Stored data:
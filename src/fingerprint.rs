//! Compatibility fingerprints for workers and work items.
//!
//! A worker's advertised configuration and an item's required parameters are
//! both reduced to a [`CapabilitySet`], canonicalized (trimmed, lowercased,
//! plugins deduplicated and sorted, keys emitted in sorted order) and hashed
//! with SHA-256. Two configurations that differ only in field order, plugin
//! order, or letter case produce the same [`Fingerprint`].
//!
//! Sampling settings and seeds are deliberately left out: they change what a
//! worker generates, not whether it can serve the request.

use std::collections::{BTreeMap, BTreeSet};
use std::fmt;

use serde::{Deserialize, Serialize};
use sha2::{Digest, Sha256};

use crate::error::FingerprintError;

/// Prefix mixed into every digest so a future canonical format can coexist.
const CANONICAL_VERSION: &str = "compat-v1";

/// Model identity and context limits.
#[derive(Debug, Clone, PartialEq, Eq, Serialize, Deserialize)]
pub struct ModelConfig {
    pub model_id: String,
    pub max_input_length: u32,
    pub max_total_length: u32,
}

/// Configuration a worker advertises when it connects.
#[derive(Debug, Clone, PartialEq, Serialize, Deserialize)]
pub struct WorkerConfig {
    pub model: ModelConfig,
    #[serde(default)]
    pub plugins: Vec<String>,
    #[serde(default = "default_parallel_requests")]
    pub max_parallel_requests: u32,
}

fn default_parallel_requests() -> u32 {
    1
}

/// Sampling settings for one generation. Not part of the fingerprint.
#[derive(Debug, Clone, PartialEq, Serialize, Deserialize, Default)]
pub struct SamplingParameters {
    #[serde(default, skip_serializing_if = "Option::is_none")]
    pub temperature: Option<f32>,
    #[serde(default, skip_serializing_if = "Option::is_none")]
    pub top_p: Option<f32>,
    #[serde(default, skip_serializing_if = "Option::is_none")]
    pub max_new_tokens: Option<u32>,
    #[serde(default, skip_serializing_if = "Option::is_none")]
    pub repetition_penalty: Option<f32>,
}

/// What a work item needs from the worker that generates it.
#[derive(Debug, Clone, PartialEq, Serialize, Deserialize)]
pub struct WorkParameters {
    pub model: ModelConfig,
    #[serde(default)]
    pub plugins: Vec<String>,
    #[serde(default)]
    pub sampling: SamplingParameters,
    #[serde(default, skip_serializing_if = "Option::is_none")]
    pub seed: Option<u64>,
}

/// Hex-encoded SHA-256 digest of a canonical capability set.
#[derive(Debug, Clone, PartialEq, Eq, Hash, PartialOrd, Ord, Serialize, Deserialize)]
#[serde(transparent)]
pub struct Fingerprint(String);

impl Fingerprint {
    /// Wrap a previously computed digest (e.g. loaded from storage).
    pub fn from_hex(hex: impl Into<String>) -> Self {
        Self(hex.into())
    }

    pub fn as_str(&self) -> &str {
        &self.0
    }
}

impl fmt::Display for Fingerprint {
    fn fmt(&self, f: &mut fmt::Formatter<'_>) -> fmt::Result {
        f.write_str(&self.0)
    }
}

/// Normalized capability fields shared by worker configs and work parameters.
#[derive(Debug, Clone, PartialEq, Eq)]
pub struct CapabilitySet {
    model_id: String,
    max_input_length: u32,
    max_total_length: u32,
    plugins: BTreeSet<String>,
}

impl CapabilitySet {
    /// Validate and normalize the capability fields.
    pub fn new(model: &ModelConfig, plugins: &[String]) -> Result<Self, FingerprintError> {
        let model_id = model.model_id.trim().to_lowercase();
        if model_id.is_empty() {
            return Err(invalid("model.model_id", "must not be empty"));
        }
        if model.max_input_length == 0 {
            return Err(invalid("model.max_input_length", "must be positive"));
        }
        if model.max_total_length == 0 {
            return Err(invalid("model.max_total_length", "must be positive"));
        }
        if model.max_input_length > model.max_total_length {
            return Err(invalid(
                "model.max_input_length",
                "must not exceed max_total_length",
            ));
        }

        let mut normalized = BTreeSet::new();
        for (i, plugin) in plugins.iter().enumerate() {
            let name = plugin.trim().to_lowercase();
            if name.is_empty() {
                return Err(invalid(&format!("plugins[{i}]"), "must not be empty"));
            }
            normalized.insert(name);
        }

        Ok(Self {
            model_id,
            max_input_length: model.max_input_length,
            max_total_length: model.max_total_length,
            plugins: normalized,
        })
    }

    /// Canonical string form: a JSON object whose keys are in sorted order.
    pub fn canonical(&self) -> String {
        let mut fields: BTreeMap<&str, serde_json::Value> = BTreeMap::new();
        fields.insert("max_input_length", self.max_input_length.into());
        fields.insert("max_total_length", self.max_total_length.into());
        fields.insert("model_id", self.model_id.clone().into());
        fields.insert(
            "plugins",
            self.plugins.iter().cloned().collect::<Vec<_>>().into(),
        );
        // BTreeMap serialization preserves key order; values are plain scalars/arrays.
        let body = serde_json::to_string(&fields).unwrap_or_default();
        format!("{CANONICAL_VERSION}:{body}")
    }

    pub fn fingerprint(&self) -> Fingerprint {
        let digest = Sha256::digest(self.canonical().as_bytes());
        Fingerprint(hex::encode(digest))
    }
}

impl WorkerConfig {
    pub fn capabilities(&self) -> Result<CapabilitySet, FingerprintError> {
        if self.max_parallel_requests == 0 {
            return Err(invalid("max_parallel_requests", "must be positive"));
        }
        CapabilitySet::new(&self.model, &self.plugins)
    }

    /// Fingerprint of what this worker can serve.
    pub fn fingerprint(&self) -> Result<Fingerprint, FingerprintError> {
        Ok(self.capabilities()?.fingerprint())
    }
}

impl WorkParameters {
    pub fn capabilities(&self) -> Result<CapabilitySet, FingerprintError> {
        CapabilitySet::new(&self.model, &self.plugins)
    }

    /// Fingerprint a worker must match to serve this item.
    pub fn fingerprint(&self) -> Result<Fingerprint, FingerprintError> {
        Ok(self.capabilities()?.fingerprint())
    }
}

fn invalid(field: &str, reason: &str) -> FingerprintError {
    FingerprintError::InvalidConfiguration {
        field: field.to_string(),
        reason: reason.to_string(),
    }
}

◆ INSTRUCTIONS FOR THE TASK
Word for word, retype each record.

◆ EXERCISE SOLUTION
filename src/fingerprint.rs
//! Compatibility fingerprints for workers and work items.
//!
//! A worker's advertised configuration and an item's required parameters are
//! both reduced to a [`CapabilitySet`], canonicalized (trimmed, lowercased,
//! plugins deduplicated and sorted, keys emitted in sorted order) and hashed
//! with SHA-256. Two configurations that differ only in field order, plugin
//! order, or letter case produce the same [`Fingerprint`].
//!
//! Sampling settings and seeds are deliberately left out: they change what a
//! worker generates, not whether it can serve the request.

use std::collections::{BTreeMap, BTreeSet};
use std::fmt;

use serde::{Deserialize, Serialize};
use sha2::{Digest, Sha256};

use crate::error::FingerprintError;

/// Prefix mixed into every digest so a future canonical format can coexist.
const CANONICAL_VERSION: &str = "compat-v1";

/// Model identity and context limits.
#[derive(Debug, Clone, PartialEq, Eq, Serialize, Deserialize)]
pub struct ModelConfig {
    pub model_id: String,
    pub max_input_length: u32,
    pub max_total_length: u32,
}

/// Configuration a worker advertises when it connects.
#[derive(Debug, Clone, PartialEq, Serialize, Deserialize)]
pub struct WorkerConfig {
    pub model: ModelConfig,
    #[serde(default)]
    pub plugins: Vec<String>,
    #[serde(default = "default_parallel_requests")]
    pub max_parallel_requests: u32,
}

fn default_parallel_requests() -> u32 {
    1
}

/// Sampling settings for one generation. Not part of the fingerprint.
#[derive(Debug, Clone, PartialEq, Serialize, Deserialize, Default)]
pub struct SamplingParameters {
    #[serde(default, skip_serializing_if = "Option::is_none")]
    pub temperature: Option<f32>,
    #[serde(default, skip_serializing_if = "Option::is_none")]
    pub top_p: Option<f32>,
    #[serde(default, skip_serializing_if = "Option::is_none")]
    pub max_new_tokens: Option<u32>,
    #[serde(default, skip_serializing_if = "Option::is_none")]
    pub repetition_penalty: Option<f32>,
}

/// What a work item needs from the worker that generates it.
#[derive(Debug, Clone, PartialEq, Serialize, Deserialize)]
pub struct WorkParameters {
    pub model: ModelConfig,
    #[serde(default)]
    pub plugins: Vec<String>,
    #[serde(default)]
    pub sampling: SamplingParameters,
    #[serde(default, skip_serializing_if = "Option::is_none")]
    pub seed: Option<u64>,
}

/// Hex-encoded SHA-256 digest of a canonical capability set.
#[derive(Debug, Clone, PartialEq, Eq, Hash, PartialOrd, Ord, Serialize, Deserialize)]
#[serde(transparent)]
pub struct Fingerprint(String);

impl Fingerprint {
    /// Wrap a previously computed digest (e.g. loaded from storage).
    pub fn from_hex(hex: impl Into<String>) -> Self {
        Self(hex.into())
    }

    pub fn as_str(&self) -> &str {
        &self.0
    }
}

impl fmt::Display for Fingerprint {
    fn fmt(&self, f: &mut fmt::Formatter<'_>) -> fmt::Result {
        f.write_str(&self.0)
    }
}

/// Normalized capability fields shared by worker configs and work parameters.
#[derive(Debug, Clone, PartialEq, Eq)]
pub struct CapabilitySet {
    model_id: String,
    max_input_length: u32,
    max_total_length: u32,
    plugins: BTreeSet<String>,
}

impl CapabilitySet {
    /// Validate and normalize the capability fields.
    pub fn new(model: &ModelConfig, plugins: &[String]) -> Result<Self, FingerprintError> {
        let model_id = model.model_id.trim().to_lowercase();
        if model_id.is_empty() {
            return Err(invalid("model.model_id", "must not be empty"));
        }
        if model.max_input_length == 0 {
            return Err(invalid("model.max_input_length", "must be positive"));
        }
        if model.max_total_length == 0 {
            return Err(invalid("model.max_total_length", "must be positive"));
        }
        if model.max_input_length > model.max_total_length {
            return Err(invalid(
                "model.max_input_length",
                "must not exceed max_total_length",
            ));
        }

        let mut normalized = BTreeSet::new();
        for (i, plugin) in plugins.iter().enumerate() {
            let name = plugin.trim().to_lowercase();
            if name.is_empty() {
                return Err(invalid(&format!("plugins[{i}]"), "must not be empty"));
            }
            normalized.insert(name);
        }

        Ok(Self {
            model_id,
            max_input_length: model.max_input_length,
            max_total_length: model.max_total_length,
            plugins: normalized,
        })
    }

    /// Canonical string form: a JSON object whose keys are in sorted order.
    pub fn canonical(&self) -> String {
        let mut fields: BTreeMap<&str, serde_json::Value> = BTreeMap::new();
        fields.insert("max_input_length", self.max_input_length.into());
        fields.insert("max_total_length", self.max_total_length.into());
        fields.insert("model_id", self.model_id.clone().into());
        fields.insert(
            "plugins",
            self.plugins.iter().cloned().collect::<Vec<_>>().into(),
        );
        // BTreeMap serialization preserves key order; values are plain scalars/arrays.
        let body = serde_json::to_string(&fields).unwrap_or_default();
        format!("{CANONICAL_VERSION}:{body}")
    }

    pub fn fingerprint(&self) -> Fingerprint {
        let digest = Sha256::digest(self.canonical().as_bytes());
        Fingerprint(hex::encode(digest))
    }
}

impl WorkerConfig {
    pub fn capabilities(&self) -> Result<CapabilitySet, FingerprintError> {
        if self.max_parallel_requests == 0 {
            return Err(invalid("max_parallel_requests", "must be positive"));
        }
        CapabilitySet::new(&self.model, &self.plugins)
    }

    /// Fingerprint of what this worker can serve.
    pub fn fingerprint(&self) -> Result<Fingerprint, FingerprintError> {
        Ok(self.capabilities()?.fingerprint())
    }
}

impl WorkParameters {
    pub fn capabilities(&self) -> Result<CapabilitySet, FingerprintError> {
        CapabilitySet::new(&self.model, &self.plugins)
    }

    /// Fingerprint a worker must match to serve this item.
    pub fn fingerprint(&self) -> Result<Fingerprint, FingerprintError> {
        Ok(self.capabilities()?.fingerprint())
    }
}

fn invalid(field: &str, reason: &str) -> FingerprintError {
    FingerprintError::InvalidConfiguration {
        field: field.to_string(),
        reason: reason.to_string(),
    }
}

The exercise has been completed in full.